It is generally agreed that the keenest pleasure of the game is derived from loner driving. When the golfer is preparing to hit a far clean straight shot, he feels the joy of the strong man that rejoiceth to run a race; that is to say, the joy we have authority for believing that the Jewish runner felt. The modern sprinter experiences none. On the contrary, there is the anticipation, through fatigue, of as much pain as if he were ringing the dentist's door-bell. For the golfer in the exercise of his strength there is neither pain nor fatigue. He has the combined pleasures of an onlooker and a performer. The blow once delivered, he can stand at ease and be admired whilst the ball makes the running".
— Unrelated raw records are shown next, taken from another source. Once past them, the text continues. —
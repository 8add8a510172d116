//! Checks never fail an operation, they log what they found and report it
use log::debug;

use crate::cluster::{FatType, FIRST_DATA_CLUSTER};
use crate::fat::FatDiskView;
use crate::geometry::Geometry;

/// Define a trait that performs sanity checks on an image structure
pub trait SanityCheck {
    /// Perform a set of data-dependent sanity checks on a structure
    /// Returns true if the object passes the checks
    /// Return false if the object fails the tests
    fn check(&self) -> bool;
}

impl SanityCheck for Geometry {
    fn check(&self) -> bool {
        let mut result = true;

        if self.root_dir_size % self.bytes_per_sector != 0 {
            debug!(
                "root directory should fill whole sectors: {} bytes",
                self.root_dir_size
            );
            result = false;
        }

        let entries = match FatType::detect(self.max_clusters) {
            Ok(FatType::Fat12) => self.fat_size * 2 / 3,
            Ok(FatType::Fat16) => self.fat_size / 2,
            Err(_) => 0,
        };
        let required = self.max_clusters + FIRST_DATA_CLUSTER as usize;
        if entries < required {
            debug!(
                "FAT should have room for {} entries, has {}",
                required, entries
            );
            result = false;
        }

        result
    }
}

impl<B: AsRef<[u8]>> SanityCheck for FatDiskView<B> {
    fn check(&self) -> bool {
        let mut result = self.geometry().check();

        let fat_size = self.geometry().fat_size;
        let primary = self.geometry().fat_offset(0);
        let primary = &self.as_bytes()[primary..primary + fat_size];

        for copy in 1..self.geometry().fat_count {
            let start = self.geometry().fat_offset(copy);
            if self.as_bytes()[start..start + fat_size] != *primary {
                debug!("FAT should equal backup FAT {}", copy);
                result = false;
            }
        }

        result
    }
}

#[cfg(test)]
mod tests {
    use super::SanityCheck;
    use crate::fat::{FatDiskOptions, FatDiskView};
    use crate::geometry::Geometry;
    use crate::testing::{blank_image, BlankImage};

    #[test]
    fn blank_images_pass() {
        for layout in [BlankImage::default(), BlankImage::fat16()] {
            let image = blank_image(&layout);
            let disk = FatDiskView::open(&image[..], &FatDiskOptions::default())
                .expect("Image should open");
            assert!(disk.check());
        }
    }

    #[test]
    fn mismatched_backup_fat_fails() {
        let mut image = blank_image(&BlankImage::default());
        // cluster 2 of the backup FAT
        image[0x200 + 5 * 512 + 3] = 0xFF;
        let disk = FatDiskView::open(&image[..], &FatDiskOptions::default())
            .expect("Image should open");

        assert!(!disk.check());
    }

    #[test]
    fn undersized_fat_fails() {
        let image = blank_image(&BlankImage {
            fat_size: 1,
            ..BlankImage::default()
        });
        let geometry = Geometry::parse(&image, 0).expect("Geometry should parse");

        // 341 entries can't cover 717 clusters
        assert!(!geometry.check());
    }
}
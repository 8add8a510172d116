use log::trace;

use std::fmt::{Display, Formatter, Result as FmtResult, UpperHex};

use crate::error::{FatError, FormatError, Result};

/// The first cluster number that refers to the data region
/// Entries zero and one hold the media descriptor and a reserved value
pub const FIRST_DATA_CLUSTER: u16 = 2;

/// FAT entry value of a free cluster
pub const CLUSTER_EMPTY: u16 = 0x000;

/// FAT entry value of a cluster that is being allocated
/// Only ever present between allocating a cluster and linking it into a chain
pub const CLUSTER_RESERVED: u16 = 0x001;

/// Volumes with fewer data clusters than this are FAT12
const FAT12_MAX_CLUSTERS: usize = 4085;

/// Volumes with this many data clusters or more need FAT32
const FAT16_MAX_CLUSTERS: usize = 65525;

/// FATType defines the different FAT types
#[derive(Clone, Copy, Debug, PartialEq, Eq)]
pub enum FatType {
    /// FAT12, 12-bit FAT entries packed into 1.5 bytes
    Fat12,
    /// FAT16, 16-bit little-endian FAT entries
    Fat16,
}

impl FatType {
    /// Pick the FAT type from the number of data clusters on the volume
    pub fn detect(max_clusters: usize) -> std::result::Result<FatType, FormatError> {
        if max_clusters < FAT12_MAX_CLUSTERS {
            Ok(FatType::Fat12)
        } else if max_clusters < FAT16_MAX_CLUSTERS {
            Ok(FatType::Fat16)
        } else {
            Err(FormatError::InvalidField {
                field: "cluster_count",
                value: max_clusters as u32,
            })
        }
    }

    /// Entry values greater than or equal to this end a chain
    pub fn end_of_chain(self) -> u16 {
        match self {
            FatType::Fat12 => 0xFF8,
            FatType::Fat16 => 0xFFF8,
        }
    }

    /// The end of chain marker written by this crate
    pub fn terminator(self) -> u16 {
        match self {
            FatType::Fat12 => 0xFFF,
            FatType::Fat16 => 0xFFFF,
        }
    }

    /// Bad sector in cluster marker
    pub fn bad_cluster(self) -> u16 {
        match self {
            FatType::Fat12 => 0xFF7,
            FatType::Fat16 => 0xFFF7,
        }
    }

    /// Classify a raw FAT entry value
    pub fn parse_value(self, value: u16) -> ClusterEntry {
        match value {
            CLUSTER_EMPTY => ClusterEntry::FreeCluster,
            CLUSTER_RESERVED => ClusterEntry::Reserved,
            v if v >= self.end_of_chain() => ClusterEntry::EndOfChainMarker(v),
            v if v == self.bad_cluster() => ClusterEntry::BadCluster,
            // 0xFF0 - 0xFF6 on FAT12, 0xFFF0 - 0xFFF6 on FAT16
            v if v >= self.bad_cluster() - 7 => ClusterEntry::ReservedValue(v),
            v => ClusterEntry::DataCluster(v),
        }
    }
}

impl Display for FatType {
    fn fmt(&self, f: &mut Formatter<'_>) -> FmtResult {
        match self {
            FatType::Fat12 => write!(f, "FAT12"),
            FatType::Fat16 => write!(f, "FAT16"),
        }
    }
}

/// The meaning of entries in the FAT cluster map
#[derive(Clone, Copy, Debug, PartialEq, Eq)]
pub enum ClusterEntry {
    /// A free cluster
    /// Valid values: 0x000
    FreeCluster,

    /// Reserved cluster
    /// Used temporarily during file allocation
    /// Valid values: 0x001
    Reserved,

    /// The next cluster in the chain
    /// Valid values: 0x002 - 0xFEF (FAT12), 0x0002 - 0xFFEF (FAT16)
    DataCluster(u16),

    /// Reserved values that never appear in a valid chain
    /// Valid values: 0xFF0 - 0xFF6 (FAT12), 0xFFF0 - 0xFFF6 (FAT16)
    ReservedValue(u16),

    /// Bad Sector in Cluster Marker
    /// Valid values: 0xFF7 (FAT12), 0xFFF7 (FAT16)
    BadCluster,

    /// End of Chain Marker
    /// Valid values: 0xFF8 - 0xFFF (FAT12), 0xFFF8 - 0xFFFF (FAT16)
    EndOfChainMarker(u16),
}

/// Print cluster entries as raw hex values
impl UpperHex for ClusterEntry {
    fn fmt(&self, f: &mut Formatter) -> FmtResult {
        match self {
            ClusterEntry::FreeCluster => write!(f, "000"),
            ClusterEntry::Reserved => write!(f, "001"),
            ClusterEntry::DataCluster(value) => write!(f, "{:03X}", value),
            ClusterEntry::ReservedValue(value) => write!(f, "{:03X}", value),
            ClusterEntry::BadCluster => write!(f, "BAD"),
            ClusterEntry::EndOfChainMarker(value) => write!(f, "{:03X}", value),
        }
    }
}

/// Read access to one copy of a File Allocation Table
pub trait FatTable {
    /// The encoding of this table
    fn fat_type(&self) -> FatType;

    /// Number of entries the table has room for
    fn entry_count(&self) -> usize;

    /// Read the entry for `cluster`
    /// `cluster` must be less than `entry_count()`
    fn get_cluster(&self, cluster: u16) -> u16;

    /// The highest cluster number a chain may refer to on a volume with
    /// `max_clusters` data clusters
    fn last_cluster(&self, max_clusters: usize) -> u16 {
        let last = (max_clusters + 1)
            .min(self.entry_count().saturating_sub(1))
            .min(self.fat_type().bad_cluster() as usize - 8);
        last as u16
    }

    /// Follow the chain that starts at `start`, returning every cluster in
    /// link order
    ///
    /// A start cluster below two is an empty chain.  Fails with
    /// CorruptChain if a link points outside the volume, at a cluster that
    /// isn't part of a chain, or if the chain is longer than the volume has
    /// clusters (a loop).
    fn get_cluster_chain(&self, start: u16, max_clusters: usize) -> Result<Vec<u16>> {
        let mut chain = Vec::new();
        if start < FIRST_DATA_CLUSTER {
            return Ok(chain);
        }

        let last = self.last_cluster(max_clusters);
        if start > last {
            return Err(FatError::CorruptChain {
                start,
                cluster: start,
            });
        }

        let mut cluster = start;
        loop {
            if chain.len() >= max_clusters {
                return Err(FatError::CorruptChain { start, cluster });
            }
            chain.push(cluster);

            match self.fat_type().parse_value(self.get_cluster(cluster)) {
                ClusterEntry::EndOfChainMarker(_) => break,
                ClusterEntry::DataCluster(next) if next <= last => cluster = next,
                _ => return Err(FatError::CorruptChain { start, cluster }),
            }
        }

        trace!("chain from {}: {:?}", start, chain);

        Ok(chain)
    }
}

/// Write access to one copy of a File Allocation Table
pub trait FatTableMut: FatTable {
    /// Write the entry for `cluster`
    /// `cluster` must be less than `entry_count()`
    fn set_cluster(&mut self, cluster: u16, value: u16);
}

/// A 12-bit File Allocation Table over borrowed or owned bytes
///
/// Each pair of entries shares three bytes, so 0x12 0x34 0x56 holds 0x412
/// and 0x563.
#[derive(Debug)]
pub struct Fat12Table<B> {
    data: B,
}

impl<B> Fat12Table<B> {
    /// View `data` as a 12-bit table
    pub fn new(data: B) -> Self {
        Fat12Table { data }
    }
}

impl<B: AsRef<[u8]>> FatTable for Fat12Table<B> {
    fn fat_type(&self) -> FatType {
        FatType::Fat12
    }

    fn entry_count(&self) -> usize {
        self.data.as_ref().len() * 2 / 3
    }

    fn get_cluster(&self, cluster: u16) -> u16 {
        let data = self.data.as_ref();
        let offset = cluster as usize + (cluster as usize / 2);
        let low = data[offset] as u16;
        let high = data[offset + 1] as u16;

        if cluster & 1 == 1 {
            (high << 4) | (low >> 4)
        } else {
            ((high & 0x0F) << 8) | low
        }
    }
}

impl<B: AsRef<[u8]> + AsMut<[u8]>> FatTableMut for Fat12Table<B> {
    fn set_cluster(&mut self, cluster: u16, value: u16) {
        let data = self.data.as_mut();
        let offset = cluster as usize + (cluster as usize / 2);
        let value = value & 0x0FFF;

        // The other half of the shared byte belongs to the neighbouring entry
        if cluster & 1 == 1 {
            data[offset] = (data[offset] & 0x0F) | (((value & 0x0F) as u8) << 4);
            data[offset + 1] = (value >> 4) as u8;
        } else {
            data[offset] = (value & 0xFF) as u8;
            data[offset + 1] = (data[offset + 1] & 0xF0) | ((value >> 8) as u8 & 0x0F);
        }
    }
}

/// A 16-bit File Allocation Table over borrowed or owned bytes
/// Each two-byte entry in FAT16 is little-endian
#[derive(Debug)]
pub struct Fat16Table<B> {
    data: B,
}

impl<B> Fat16Table<B> {
    /// View `data` as a 16-bit table
    pub fn new(data: B) -> Self {
        Fat16Table { data }
    }
}

impl<B: AsRef<[u8]>> FatTable for Fat16Table<B> {
    fn fat_type(&self) -> FatType {
        FatType::Fat16
    }

    fn entry_count(&self) -> usize {
        self.data.as_ref().len() / 2
    }

    fn get_cluster(&self, cluster: u16) -> u16 {
        let offset = cluster as usize * 2;
        let data = self.data.as_ref();
        u16::from_le_bytes([data[offset], data[offset + 1]])
    }
}

impl<B: AsRef<[u8]> + AsMut<[u8]>> FatTableMut for Fat16Table<B> {
    fn set_cluster(&mut self, cluster: u16, value: u16) {
        let offset = cluster as usize * 2;
        self.data.as_mut()[offset..offset + 2].copy_from_slice(&value.to_le_bytes());
    }
}

/// The actual File Allocation Table in the FAT filesystem
/// This project only supports older filesystems
#[derive(Debug)]
pub enum FAT<B> {
    /// FAT12 File Allocation Table
    FAT12(Fat12Table<B>),
    /// FAT16 File Allocation Table
    FAT16(Fat16Table<B>),
}

impl<B> FAT<B> {
    /// View `data` as a table of the given type
    pub fn new(fat_type: FatType, data: B) -> Self {
        match fat_type {
            FatType::Fat12 => FAT::FAT12(Fat12Table::new(data)),
            FatType::Fat16 => FAT::FAT16(Fat16Table::new(data)),
        }
    }
}

impl<B: AsRef<[u8]>> FatTable for FAT<B> {
    fn fat_type(&self) -> FatType {
        match self {
            FAT::FAT12(_) => FatType::Fat12,
            FAT::FAT16(_) => FatType::Fat16,
        }
    }

    fn entry_count(&self) -> usize {
        match self {
            FAT::FAT12(fat) => fat.entry_count(),
            FAT::FAT16(fat) => fat.entry_count(),
        }
    }

    fn get_cluster(&self, cluster: u16) -> u16 {
        match self {
            FAT::FAT12(fat) => fat.get_cluster(cluster),
            FAT::FAT16(fat) => fat.get_cluster(cluster),
        }
    }
}

impl<B: AsRef<[u8]> + AsMut<[u8]>> FatTableMut for FAT<B> {
    fn set_cluster(&mut self, cluster: u16, value: u16) {
        match self {
            FAT::FAT12(fat) => fat.set_cluster(cluster, value),
            FAT::FAT16(fat) => fat.set_cluster(cluster, value),
        }
    }
}

#[cfg(test)]
mod tests {
    use pretty_assertions::assert_eq;

    use super::{
        ClusterEntry, Fat12Table, Fat16Table, FatTable, FatTableMut, FatType, CLUSTER_EMPTY, FAT,
    };
    use crate::error::FatError;

    /// Test reading packed 12-bit values
    #[test]
    fn fat12_get_cluster_works() {
        // [0x12, 0x34, 0x56] should parse as [0x0412, 0x0563]
        let data: [u8; 3] = [0x12, 0x34, 0x56];
        let table = Fat12Table::new(&data[..]);

        assert_eq!(table.get_cluster(0), 0x0412);
        assert_eq!(table.get_cluster(1), 0x0563);
    }

    #[test]
    fn fat12_set_cluster_keeps_neighbours() {
        let mut data = [0xA5_u8; 64];

        for cluster in [2_u16, 3, 10, 11] {
            let mut table = Fat12Table::new(&mut data[..]);
            let before = table.get_cluster(cluster - 1);
            let after = table.get_cluster(cluster + 1);

            for value in 0..=0xFFF_u16 {
                table.set_cluster(cluster, value);
                assert_eq!(table.get_cluster(cluster), value);
                assert_eq!(table.get_cluster(cluster - 1), before);
                assert_eq!(table.get_cluster(cluster + 1), after);
            }
        }
    }

    #[test]
    fn fat12_set_cluster_masks_to_twelve_bits() {
        let mut data = [0_u8; 6];
        let mut table = Fat12Table::new(&mut data[..]);

        table.set_cluster(2, 0xFFFF);
        table.set_cluster(3, 0x1234);

        assert_eq!(table.get_cluster(2), 0xFFF);
        assert_eq!(table.get_cluster(3), 0x234);
        assert_eq!(data, [0, 0, 0, 0xFF, 0x4F, 0x23]);
    }

    #[test]
    fn fat16_set_cluster_is_little_endian() {
        let mut data = [0_u8; 8];
        let mut table = Fat16Table::new(&mut data[..]);

        table.set_cluster(2, 0xFFF8);
        table.set_cluster(3, 0x0102);

        assert_eq!(table.get_cluster(2), 0xFFF8);
        assert_eq!(data, [0, 0, 0, 0, 0xF8, 0xFF, 0x02, 0x01]);
    }

    fn linked(fat_type: FatType, links: &[(u16, u16)]) -> Vec<u8> {
        let mut data = vec![0_u8; 64];
        let mut table = FAT::new(fat_type, &mut data[..]);
        for &(cluster, value) in links {
            table.set_cluster(cluster, value);
        }
        data
    }

    #[test]
    fn cluster_chain_follows_links() {
        for fat_type in [FatType::Fat12, FatType::Fat16] {
            let data = linked(
                fat_type,
                &[(2, 5), (5, 3), (3, 7), (7, fat_type.terminator())],
            );
            let table = FAT::new(fat_type, &data[..]);

            assert_eq!(table.get_cluster_chain(2, 20), Ok(vec![2, 5, 3, 7]));
            assert_eq!(table.get_cluster_chain(7, 20), Ok(vec![7]));
        }
    }

    #[test]
    fn empty_start_cluster_is_empty_chain() {
        let data = [0_u8; 12];
        let table = Fat12Table::new(&data[..]);

        assert_eq!(table.get_cluster_chain(0, 4), Ok(vec![]));
    }

    #[test]
    fn looping_chain_fails() {
        let data = linked(FatType::Fat12, &[(2, 3), (3, 4), (4, 2)]);
        let table = Fat12Table::new(&data[..]);

        assert!(matches!(
            table.get_cluster_chain(2, 20),
            Err(FatError::CorruptChain { start: 2, .. })
        ));
    }

    #[test]
    fn chain_into_free_cluster_fails() {
        let data = linked(FatType::Fat16, &[(2, 3), (3, CLUSTER_EMPTY)]);
        let table = Fat16Table::new(&data[..]);

        assert_eq!(
            table.get_cluster_chain(2, 20),
            Err(FatError::CorruptChain {
                start: 2,
                cluster: 3
            })
        );
    }

    #[test]
    fn chain_past_last_cluster_fails() {
        let data = linked(FatType::Fat12, &[(2, 9), (9, 0xFFF)]);
        let table = Fat12Table::new(&data[..]);

        // Five data clusters: 2 - 6
        assert_eq!(
            table.get_cluster_chain(2, 5),
            Err(FatError::CorruptChain {
                start: 2,
                cluster: 2
            })
        );
    }

    /// 0xFF8 ends a FAT12 chain but is an ordinary link in FAT16
    #[test]
    fn end_of_chain_threshold_is_per_type() {
        assert_eq!(
            FatType::Fat12.parse_value(0xFF8),
            ClusterEntry::EndOfChainMarker(0xFF8)
        );
        assert_eq!(
            FatType::Fat16.parse_value(0xFF8),
            ClusterEntry::DataCluster(0xFF8)
        );
        assert_eq!(
            FatType::Fat16.parse_value(0xFFF8),
            ClusterEntry::EndOfChainMarker(0xFFF8)
        );
        assert_eq!(FatType::Fat16.parse_value(0xFFF7), ClusterEntry::BadCluster);
        assert_eq!(
            FatType::Fat12.parse_value(0xFF0),
            ClusterEntry::ReservedValue(0xFF0)
        );
    }

    #[test]
    fn detect_fat_type_works() {
        assert_eq!(FatType::detect(711), Ok(FatType::Fat12));
        assert_eq!(FatType::detect(4084), Ok(FatType::Fat12));
        assert_eq!(FatType::detect(4085), Ok(FatType::Fat16));
        assert!(FatType::detect(70000).is_err());
    }
}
There is no such being as a golfer uninterested in his driving. The really strong player seems to value his least; but this is merely because so many of his shots are good that they do not surprise him. Let it, however, be suggested that some other is a longer driver than he, and the mask of apathy will at once fall from his face, his tongue will be loosened, and he will proceed to boast. Even when a man cannot feel that he drives quite as far as the best, his pride in his own frame is not necessarily destroyed, as by most other sports. The runner, the jumper, the lifter of weights, even the oarsman, is crushed down into his true place by the brutal rudeness of competitive facts. Not so the golfer. A. says, 'I drive with a very light club, therefore admire my strength.' B. smiles complacently, whilst you marvel at the heaviness of his - a brawny muscular smile. Little C.'s club is nearly as long as himself. The inference is that little C.'s garments cover the limbs of a pocket Hercules. D. can drive as far with a cleek as common men with a club. D. is evidently a
Goliath. The inferences may be all wrong. A. may be a scrag, C. a weed, D. merely beefy. On the other hand, each may be what he supposes himself. This is one of the glorious uncertainty of the game.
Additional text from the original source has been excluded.